* **What you should do**: The answer must consist of each line below that holds the word "warn", copied as it stands.

═════ Material for this exercise ═════

//! Directory traversal producing the ordered work list for a backup run.

use crate::{Error, FileToProcess};
use std::path::{Path, PathBuf};
use tracing::{debug, warn};
use walkdir::WalkDir;

/// Result of scanning one or more roots.
#[derive(Debug, Default)]
pub struct ScanReport {
    /// Regular files sorted by absolute path, without duplicates.
    pub files: Vec<FileToProcess>,

    /// Entries that could not be read. The subtree below each one is skipped.
    pub errors: Vec<Error>,
}

impl ScanReport {
    pub fn total_bytes(&self) -> u64 {
        self.files.iter().map(|f| f.size).sum()
    }
}

/// Recursively enumerates regular files below a set of roots.
///
/// Symbolic links are never followed and never returned, and directories only
/// contribute their contents. Sizes come from a metadata call, not from
/// reading the file.
#[derive(Debug, Clone, Default)]
pub struct FileScanner {
    roots: Vec<PathBuf>,
}

impl FileScanner {
    pub fn new<I, P>(roots: I) -> Self
    where
        I: IntoIterator<Item = P>,
        P: Into<PathBuf>,
    {
        Self {
            roots: roots.into_iter().map(Into::into).collect(),
        }
    }

    pub fn roots(&self) -> &[PathBuf] {
        &self.roots
    }

    pub fn scan(&self) -> ScanReport {
        let mut report = ScanReport::default();

        for root in &self.roots {
            let root = match std::path::absolute(root) {
                Ok(root) => root,
                Err(e) => {
                    report.errors.push(scan_error(root, e.to_string()));
                    continue;
                }
            };
            scan_root(&root, &mut report);
        }

        report
            .files
            .sort_by(|a, b| a.path.as_os_str().cmp(b.path.as_os_str()));
        report.files.dedup_by(|a, b| a.path == b.path);

        report
    }
}

fn scan_root(root: &Path, report: &mut ScanReport) {
    for entry in WalkDir::new(root).follow_links(false) {
        let entry = match entry {
            Ok(entry) => entry,
            Err(e) => {
                let path = e.path().unwrap_or(root).to_path_buf();
                warn!(path = %path.display(), error = %e, "Skipping unreadable entry");
                report.errors.push(scan_error(&path, e.to_string()));
                continue;
            }
        };

        // Symlinks report their own file type here since links are not followed.
        if !entry.file_type().is_file() {
            continue;
        }

        match entry.metadata() {
            Ok(metadata) => {
                debug!(path = %entry.path().display(), size = metadata.len(), "Found file");
                report.files.push(FileToProcess {
                    path: entry.into_path(),
                    size: metadata.len(),
                });
            }
            Err(e) => {
                warn!(path = %entry.path().display(), error = %e, "Skipping file without metadata");
                report.errors.push(scan_error(entry.path(), e.to_string()));
            }
        }
    }
}

fn scan_error(path: &Path, message: String) -> Error {
    Error::Scan {
        path: path.display().to_string(),
        message,
    }
}
pub mod backup;
pub mod hash;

═════

* **Answer for the task**:
use tracing::{debug, warn};
                warn!(path = %path.display(), error = %e, "Skipping unreadable entry");
                warn!(path = %entry.path().display(), error = %e, "Skipping file without metadata");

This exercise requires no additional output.